• WHAT THIS TASK INVOLVES:
Copy each line of the data below with the word "push".

• RECORDS FOR PROCESSING:
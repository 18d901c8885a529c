use std::path::{Path, PathBuf};
use std::sync::Arc;

use common::storage::ObjectStore;
use common::{DeployKey, mime};
use tracing::{debug, info, instrument};

use crate::error::PipelineError;

/// Uploads an artifact directory tree to object storage under a
/// deployment-scoped key prefix.
///
/// There is no partial-upload rollback: a failure partway through leaves
/// earlier objects in place and fails the deployment; a later redeploy
/// overwrites them key by key.
pub struct Publisher {
    store: Arc<dyn ObjectStore>,
}

impl Publisher {
    pub fn new(store: Arc<dyn ObjectStore>) -> Self {
        Self { store }
    }

    /// Upload every regular file beneath `artifact_dir`, returning the
    /// number of objects written.
    #[instrument(skip(self), fields(artifact = %artifact_dir.display(), key = %key))]
    pub async fn publish(
        &self,
        artifact_dir: &Path,
        key: &DeployKey,
    ) -> Result<usize, PipelineError> {
        let files = {
            let dir = artifact_dir.to_path_buf();
            tokio::task::spawn_blocking(move || collect_files(&dir)).await??
        };
        if files.is_empty() {
            return Err(PipelineError::ArtifactMissing(artifact_dir.to_path_buf()));
        }

        let mut uploaded = 0;
        for (path, relative) in files {
            let bytes = tokio::fs::read(&path).await?;
            let object_key = key.object_key(&relative);
            let content_type = mime::content_type_for(&relative);

            self.store
                .put(&object_key, &bytes, content_type)
                .await
                .map_err(PipelineError::Publish)?;

            debug!(object_key, content_type, size = bytes.len(), "Uploaded object");
            uploaded += 1;
        }

        info!(uploaded, "Artifact published");
        Ok(uploaded)
    }
}

/// Walk the artifact tree iteratively, collecting `(absolute path,
/// '/'-joined relative path)` pairs for every regular file.
fn collect_files(artifact_dir: &Path) -> Result<Vec<(PathBuf, String)>, PipelineError> {
    if !artifact_dir.is_dir() {
        return Err(PipelineError::ArtifactMissing(artifact_dir.to_path_buf()));
    }

    let mut files = Vec::new();
    let mut stack: Vec<(PathBuf, String)> = vec![(artifact_dir.to_path_buf(), String::new())];

    while let Some((dir, prefix)) = stack.pop() {
        for entry in std::fs::read_dir(&dir)? {
            let entry = entry?;
            let path = entry.path();
            let name = entry.file_name().to_string_lossy().into_owned();
            let relative = if prefix.is_empty() {
                name
            } else {
                format!("{prefix}/{name}")
            };

            if path.is_dir() {
                stack.push((path, relative));
            } else if path.is_file() {
                files.push((path, relative));
            }
        }
    }

    Ok(files)
}
use std::path::{Path, PathBuf};

use tracing::{debug, warn};

/// Maximum depth below the workspace root to search for a manifest.
const PROJECT_SEARCH_DEPTH: usize = 3;

/// Candidate artifact directory names in priority order. Export-style
/// output beats framework-internal output when both qualify.
const ARTIFACT_CANDIDATES: [&str; 4] = ["out", "dist", "build", ".next"];

/// Name returned when no candidate qualifies; the publisher then fails
/// with a clear artifact-missing error instead of guessing.
const ARTIFACT_DEFAULT: &str = "dist";

/// Find the buildable project root within a fetched tree.
///
/// Pre-order traversal in directory-listing order, bounded to
/// `PROJECT_SEARCH_DEPTH` levels, skipping dot-directories. The first
/// directory containing `package.json` wins. When nothing matches, the
/// search root itself is returned and downstream stages run in degraded
/// mode against a manifest-less tree.
pub fn find_project_root(root: &Path) -> PathBuf {
    // Explicit stack instead of recursion; trees can be arbitrarily deep
    // even though the search itself is bounded.
    let mut stack: Vec<(PathBuf, usize)> = vec![(root.to_path_buf(), 0)];

    while let Some((dir, depth)) = stack.pop() {
        if dir.join("package.json").is_file() {
            debug!(project_root = %dir.display(), "Found project manifest");
            return dir;
        }

        if depth >= PROJECT_SEARCH_DEPTH {
            continue;
        }

        let entries = match std::fs::read_dir(&dir) {
            Ok(entries) => entries,
            Err(e) => {
                warn!(dir = %dir.display(), error = %e, "Skipping unreadable directory");
                continue;
            }
        };

        let mut children: Vec<PathBuf> = entries
            .filter_map(|e| e.ok())
            .map(|e| e.path())
            .filter(|p| p.is_dir())
            .filter(|p| !is_dot_dir(p))
            .collect();

        // Stack is LIFO; push in reverse so the first-listed child is
        // visited first (pre-order).
        children.reverse();
        for child in children {
            stack.push((child, depth + 1));
        }
    }

    warn!(root = %root.display(), "No project manifest found, using fetch root");
    root.to_path_buf()
}

/// Select the build output directory beneath a project root.
///
/// A candidate qualifies only if it exists and directly contains at least
/// one HTML document. When none qualify the default name is returned even
/// though it may not exist.
pub fn find_artifact_dir(project_root: &Path) -> PathBuf {
    for candidate in ARTIFACT_CANDIDATES {
        let dir = project_root.join(candidate);
        if dir.is_dir() && contains_html_file(&dir) {
            debug!(artifact = %dir.display(), "Selected artifact directory");
            return dir;
        }
    }
    project_root.join(ARTIFACT_DEFAULT)
}

/// Non-recursive check for an HTML document directly inside `dir`.
fn contains_html_file(dir: &Path) -> bool {
    let Ok(entries) = std::fs::read_dir(dir) else {
        return false;
    };
    entries.filter_map(|e| e.ok()).any(|entry| {
        let path = entry.path();
        path.is_file()
            && path
                .extension()
                .is_some_and(|ext| ext.eq_ignore_ascii_case("html"))
    })
}

fn is_dot_dir(path: &Path) -> bool {
    path.file_name()
        .and_then(|n| n.to_str())
        .is_some_and(|n| n.starts_with('.'))
}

• TASK OUTPUT:
                stack.push((path, relative));
                files.push((path, relative));
        // Stack is LIFO; push in reverse so the first-listed child is
            stack.push((child, depth + 1));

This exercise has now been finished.